● EXERCISE DETAILS: The answer consists of one number: how many lines of the data below include the string "KeyValue".
═══ EXTRACTED DATA ═══
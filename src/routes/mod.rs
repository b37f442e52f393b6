//! Router assembly and HTTP middleware.

mod common;
mod product;

pub use common::common_routes;
pub use product::product_routes;

use crate::config::AppConfig;
use crate::state::AppState;
use axum::http::{header, HeaderValue, Method};
use axum::Router;
use tower_http::cors::CorsLayer;
use tower_http::limit::RequestBodyLimitLayer;
use tower_http::timeout::TimeoutLayer;
use tower_http::trace::TraceLayer;

pub const API_PREFIX: &str = "/api/v1";

fn cors(origins: &[String]) -> CorsLayer {
    let allowed: Vec<HeaderValue> = origins
        .iter()
        .filter_map(|o| match HeaderValue::from_str(o) {
            Ok(v) => Some(v),
            Err(_) => {
                tracing::warn!(origin = %o, "ignoring invalid CORS origin");
                None
            }
        })
        .collect();
    CorsLayer::new()
        .allow_origin(allowed)
        .allow_methods([Method::GET, Method::POST, Method::PATCH, Method::DELETE])
        .allow_headers([header::CONTENT_TYPE, header::AUTHORIZATION])
}

/// Full application: common routes, product API and middleware.
pub fn app(state: AppState, config: &AppConfig) -> Router {
    Router::new()
        .merge(common_routes(state.clone()))
        .nest(API_PREFIX, product_routes(state))
        .layer(RequestBodyLimitLayer::new(config.max_body_bytes))
        .layer(TimeoutLayer::new(config.request_timeout))
        .layer(cors(&config.cors_allowed_origins))
        .layer(TraceLayer::new_for_http())
}
//! Product resource: stored shape, request payloads, list options and API shape.

use crate::pagination::{KeyValue, Keyed, PaginationError, SortDirection, SortKey, SortSpec};
use chrono::{DateTime, SecondsFormat, Utc};
use serde::{Deserialize, Serialize};
use std::collections::BTreeMap;
use std::str::FromStr;

#[derive(Clone, Debug, PartialEq, Eq)]
pub struct Product {
    pub id: String,
    pub name: String,
    pub description: Option<String>,
    pub active: bool,
    pub metadata: BTreeMap<String, String>,
    pub created_at: DateTime<Utc>,
    pub updated_at: DateTime<Utc>,
    pub deleted_at: Option<DateTime<Utc>>,
}

impl Keyed for Product {
    fn key_value(&self, key: &SortKey) -> KeyValue {
        match key.name.as_str() {
            "created_at" => KeyValue::Timestamp(self.created_at),
            "updated_at" => KeyValue::Timestamp(self.updated_at),
            "name" => KeyValue::Text(self.name.clone()),
            _ => KeyValue::Text(self.id.clone()),
        }
    }
}

#[derive(Clone, Debug, Default, PartialEq, Eq, Deserialize)]
pub struct CreateProduct {
    pub name: String,
    #[serde(default)]
    pub description: Option<String>,
    #[serde(default)]
    pub active: bool,
    #[serde(default)]
    pub metadata: BTreeMap<String, String>,
}

/// Partial update: only fields that are `Some` are written.
#[derive(Clone, Debug, Default, PartialEq, Eq, Deserialize)]
pub struct UpdateProduct {
    #[serde(default)]
    pub name: Option<String>,
    #[serde(default)]
    pub description: Option<String>,
    #[serde(default)]
    pub active: Option<bool>,
    #[serde(default)]
    pub metadata: Option<BTreeMap<String, String>>,
}

impl UpdateProduct {
    pub fn is_empty(&self) -> bool {
        self.name.is_none() && self.description.is_none() && self.active.is_none() && self.metadata.is_none()
    }
}

/// Equality filters ANDed with the keyset predicate.
#[derive(Clone, Debug, Default, PartialEq, Eq)]
pub struct ProductFilter {
    pub active: Option<bool>,
}

impl ProductFilter {
    pub fn matches(&self, product: &Product) -> bool {
        product.deleted_at.is_none() && self.active.map_or(true, |a| product.active == a)
    }
}

#[derive(Clone, Copy, Debug, Default, PartialEq, Eq)]
pub enum ProductSortField {
    #[default]
    Id,
    CreatedAt,
    Name,
}

impl FromStr for ProductSortField {
    type Err = PaginationError;

    fn from_str(s: &str) -> Result<Self, Self::Err> {
        match s {
            "id" => Ok(ProductSortField::Id),
            "created_at" => Ok(ProductSortField::CreatedAt),
            "name" => Ok(ProductSortField::Name),
            other => Err(PaginationError::Validation(format!(
                "sort must be one of id, created_at, name; got '{}'",
                other
            ))),
        }
    }
}

#[derive(Clone, Copy, Debug, PartialEq, Eq)]
pub struct ProductSort {
    pub field: ProductSortField,
    pub direction: SortDirection,
}

impl Default for ProductSort {
    fn default() -> Self {
        Self {
            field: ProductSortField::Id,
            direction: SortDirection::Asc,
        }
    }
}

impl ProductSort {
    pub fn new(field: ProductSortField, direction: SortDirection) -> Self {
        Self { field, direction }
    }

    /// Keyset for this sort; the product id breaks ties.
    pub fn spec(&self) -> SortSpec {
        let id = SortKey::text("id");
        match self.field {
            ProductSortField::Id => SortSpec::unique(id, self.direction),
            ProductSortField::CreatedAt => SortSpec::new(SortKey::timestamp("created_at"), self.direction, id),
            ProductSortField::Name => SortSpec::new(SortKey::text("name"), self.direction, id),
        }
    }
}

#[derive(Clone, Debug, PartialEq, Eq, Serialize)]
pub struct ProductResponse {
    pub id: String,
    pub name: String,
    pub description: String,
    pub active: bool,
    pub metadata: BTreeMap<String, String>,
    pub created_at: String,
    pub updated_at: String,
}

impl From<Product> for ProductResponse {
    fn from(p: Product) -> Self {
        ProductResponse {
            id: p.id,
            name: p.name,
            description: p.description.unwrap_or_default(),
            active: p.active,
            metadata: p.metadata,
            created_at: p.created_at.to_rfc3339_opts(SecondsFormat::Secs, true),
            updated_at: p.updated_at.to_rfc3339_opts(SecondsFormat::Secs, true),
        }
    }
}

#[cfg(test)]
mod tests {
    use super::*;
    use chrono::TimeZone;

    fn product() -> Product {
        let at = Utc.with_ymd_and_hms(2024, 5, 1, 8, 30, 0).unwrap();
        Product {
            id: "prod_001".into(),
            name: "Widget".into(),
            description: None,
            active: true,
            metadata: BTreeMap::new(),
            created_at: at,
            updated_at: at,
            deleted_at: None,
        }
    }

    #[test]
    fn sort_specs_use_id_as_tie_breaker() {
        let spec = ProductSort::new(ProductSortField::CreatedAt, SortDirection::Desc).spec();
        assert_eq!(spec.column.name, "created_at");
        assert_eq!(spec.tie_breaker.name, "id");
        assert_eq!(spec.direction, SortDirection::Desc);
        assert!(ProductSort::default().spec().is_collapsed());
    }

    #[test]
    fn cursor_from_product_follows_sort() {
        let p = product();
        let spec = ProductSort::new(ProductSortField::Name, SortDirection::Asc).spec();
        let cursor = spec.cursor_from(&p);
        assert_eq!(
            cursor.values(),
            &[KeyValue::Text("Widget".into()), KeyValue::Text("prod_001".into())]
        );
    }

    #[test]
    fn filter_excludes_deleted_and_mismatched_rows() {
        let mut p = product();
        assert!(ProductFilter::default().matches(&p));
        assert!(ProductFilter { active: Some(true) }.matches(&p));
        assert!(!ProductFilter { active: Some(false) }.matches(&p));
        p.deleted_at = Some(p.created_at);
        assert!(!ProductFilter::default().matches(&p));
    }

    #[test]
    fn response_flattens_optional_description() {
        let r = ProductResponse::from(product());
        assert_eq!(r.description, "");
        assert_eq!(r.created_at, "2024-05-01T08:30:00Z");
    }

    #[test]
    fn unknown_sort_field_is_a_validation_error() {
        assert!(matches!("price".parse::<ProductSortField>(), Err(PaginationError::Validation(_))));
    }
}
═══
● WRITTEN ANSWER: 7